Trial begins in Toyota unintended acceleration case
As our readers will remember, Toyota Motor Corp. fell into disrepute in a big way back in 2009 and 2010 when they recalled myriads of vehicles due to problems with “sudden, unintended acceleration.” The acceleration problem not only left some Toyota customers injured or dead, but it also left a negative for the company in the marketplace. Recently, Toyota had a settlement offer approved that would cost it $1.63 billion.
According to court documents, every dollar in the $1.63 billion fund will go to plaintiffs. This particular suit deals only with economic claims. Personal injury and wrongful death claims stemming from the unintended acceleration recalls have been consolidated as a class action.
A number of wrongful death cases against Toyota have already been settled. This month, a trial is scheduled in Los Angeles on claims that a 66-year-old woman died as a result of her Toyota Camry crashing into a tree back in 2009.
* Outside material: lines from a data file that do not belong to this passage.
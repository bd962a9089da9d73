//! Zip-archive package decoder

use crate::core::error::{HarborError, Result};
use crate::decoder::helper::DecoderHelper;
use crate::decoder::manifest::PluginDeclaration;
use crate::decoder::verify::{ThirdPartyVerificationConfig, Verification, VERIFICATION_FILE};
use crate::decoder::PluginDecoder;
use crate::plugin::types::PluginUniqueIdentifier;
use serde::Deserialize;
use std::collections::HashMap;
use std::io::{Cursor, Read};
use std::path::Path;
use std::sync::Mutex;
use zip::ZipArchive;

/// Signature metadata embedded in the archive comment
#[derive(Debug, Clone, Deserialize)]
struct ArchiveComment {
    #[serde(default)]
    signature: String,
    #[serde(default)]
    time: i64,
}

/// Decoder over an in-memory zip archive
#[derive(Debug)]
pub struct ZipPluginDecoder {
    archive: Mutex<ZipArchive<Cursor<Vec<u8>>>>,
    /// File entries, directory placeholders excluded
    entries: Vec<String>,
    comment: String,
    signature_data: Mutex<Option<(String, i64)>>,
    third_party: Option<ThirdPartyVerificationConfig>,
    helper: DecoderHelper,
}

impl ZipPluginDecoder {
    /// Decode a package; validates the manifest before returning
    pub fn new(binary: Vec<u8>) -> Result<Self> {
        Self::open(binary, None)
    }

    /// Decode a package, verifying the signature under a third-party key bundle
    pub fn new_with_verification_config(
        binary: Vec<u8>,
        config: ThirdPartyVerificationConfig,
    ) -> Result<Self> {
        Self::open(binary, Some(config))
    }

    /// Decode a package, rejecting archives whose total uncompressed size
    /// exceeds `max_size` before any other work
    pub fn new_with_size_limit(binary: Vec<u8>, max_size: u64) -> Result<Self> {
        let mut archive = ZipArchive::new(Cursor::new(binary))
            .map_err(|e| HarborError::decode("package", e))?;

        let mut total: u64 = 0;
        for i in 0..archive.len() {
            let entry = archive
                .by_index_raw(i)
                .map_err(|e| HarborError::decode("package", e))?;
            total += entry.size();
            if total > max_size {
                return Err(HarborError::decode(
                    "package",
                    format!(
                        "plugin package size is too large, please ensure the uncompressed size is less than {} bytes",
                        max_size
                    ),
                ));
            }
        }

        Self::open(archive.into_inner().into_inner(), None)
    }

    fn open(binary: Vec<u8>, third_party: Option<ThirdPartyVerificationConfig>) -> Result<Self> {
        let archive = ZipArchive::new(Cursor::new(binary))
            .map_err(|e| HarborError::decode("package", e))?;

        let entries: Vec<String> = archive
            .file_names()
            .filter(|name| !name.ends_with('/'))
            .map(String::from)
            .collect();
        let comment = String::from_utf8_lossy(archive.comment()).into_owned();

        let decoder = Self {
            archive: Mutex::new(archive),
            entries,
            comment,
            signature_data: Mutex::new(None),
            third_party,
            helper: DecoderHelper::new(),
        };

        // a package without a resolvable manifest is not a plugin
        decoder.manifest()?;

        Ok(decoder)
    }

    fn decode_signature(&self) -> Result<(String, i64)> {
        if let Some(data) = self.signature_data.lock().unwrap().as_ref() {
            return Ok(data.clone());
        }

        let parsed: ArchiveComment = serde_json::from_str(&self.comment)
            .map_err(|e| HarborError::decode("archive comment", e))?;

        let data = (parsed.signature, parsed.time);
        *self.signature_data.lock().unwrap() = Some(data.clone());
        Ok(data)
    }

    /// Signed attestation from the in-tree verification file.
    ///
    /// Errors when the package is not verified. Returns `None` for verified
    /// packages that predate verification files (signed by the trust root).
    pub fn verification(&self) -> Result<Option<Verification>> {
        if !self.verified() {
            return Err(HarborError::VerificationError(
                "plugin is not verified".to_string(),
            ));
        }

        match self.read_file(VERIFICATION_FILE) {
            Ok(content) => {
                let verification: Verification = serde_json::from_slice(&content)
                    .map_err(|e| HarborError::decode(VERIFICATION_FILE, e))?;
                Ok(Some(verification))
            }
            Err(HarborError::NotFound(_)) => Ok(None),
            Err(e) => Err(e),
        }
    }

    /// Extract the archive into `dst`; removes `dst` again on failure
    pub fn extract_to(&self, dst: &Path) -> Result<()> {
        let result = self.walk(&mut |filename, dir| {
            let target_dir = dst.join(dir);
            std::fs::create_dir_all(&target_dir)?;

            let content = self.read_file(&format!("{}{}", dir, filename))?;
            std::fs::write(target_dir.join(filename), content)?;
            Ok(())
        });

        if let Err(e) = result {
            let _ = std::fs::remove_dir_all(dst);
            return Err(HarborError::decode(
                dst.display().to_string(),
                format!("failed to copy plugin to working directory: {}", e),
            ));
        }

        Ok(())
    }
}

impl PluginDecoder for ZipPluginDecoder {
    fn read_file(&self, filename: &str) -> Result<Vec<u8>> {
        let mut archive = self.archive.lock().unwrap();
        let mut file = match archive.by_name(filename) {
            Ok(file) => file,
            Err(zip::result::ZipError::FileNotFound) => {
                return Err(HarborError::NotFound(filename.to_string()))
            }
            Err(e) => return Err(HarborError::decode(filename, e)),
        };

        let mut content = Vec::with_capacity(file.size() as usize);
        file.read_to_end(&mut content)
            .map_err(|e| HarborError::decode(filename, e))?;
        Ok(content)
    }

    fn read_dir(&self, dirname: &str) -> Result<Vec<String>> {
        let prefix = format!("{}/", dirname.trim_end_matches('/'));
        Ok(self
            .entries
            .iter()
            .filter(|name| name.starts_with(&prefix))
            .cloned()
            .collect())
    }

    fn walk(&self, f: &mut dyn FnMut(&str, &str) -> Result<()>) -> Result<()> {
        for entry in &self.entries {
            let (dir, filename) = match entry.rfind('/') {
                Some(idx) => entry.split_at(idx + 1),
                None => ("", entry.as_str()),
            };
            f(filename, dir)?;
        }
        Ok(())
    }

    fn stat(&self, filename: &str) -> Result<u64> {
        let mut archive = self.archive.lock().unwrap();
        let file = match archive.by_name(filename) {
            Ok(file) => file,
            Err(zip::result::ZipError::FileNotFound) => {
                return Err(HarborError::NotFound(filename.to_string()))
            }
            Err(e) => return Err(HarborError::decode(filename, e)),
        };
        Ok(file.size())
    }

    fn separator(&self) -> &'static str {
        // zip archives are os-independent, `/` is the separator
        "/"
    }

    fn signature(&self) -> Result<String> {
        Ok(self.decode_signature()?.0)
    }

    fn create_time(&self) -> Result<i64> {
        Ok(self.decode_signature()?.1)
    }

    fn manifest(&self) -> Result<PluginDeclaration> {
        self.helper.manifest(self, self.third_party.as_ref())
    }

    fn checksum(&self) -> Result<String> {
        self.helper.checksum(self)
    }

    fn unique_identifier(&self) -> Result<PluginUniqueIdentifier> {
        self.helper.unique_identifier(self, self.third_party.as_ref())
    }

    fn assets(&self) -> Result<HashMap<String, Vec<u8>>> {
        self.helper.assets(self, self.separator())
    }

    fn available_i18n_readme(&self) -> Result<HashMap<String, String>> {
        self.helper.available_i18n_readme(self, self.separator())
    }

    fn verified(&self) -> bool {
        self.helper.verified(self, self.third_party.as_ref())
    }

    fn check_assets_valid(&self) -> Result<()> {
        self.helper
            .check_assets_valid(self, self.third_party.as_ref(), self.separator())
    }
}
The trial, one of dozens filed against Toyota, is expected to take roughly two months, and will act as sort of a bellwether in that it will test the strength of the wrongful death claims as a whole. Toyota, for its parts, continues to maintain that there was no defect in the vehicle involved in that accident, and says that unintended acceleration of its vehicles was not due to malfunction of the braking system, ill-fitting floor mats and other problems.
If Toyota loses that case, it will be good news not only for the family of the deceased California woman, but for all those involved in this litigation.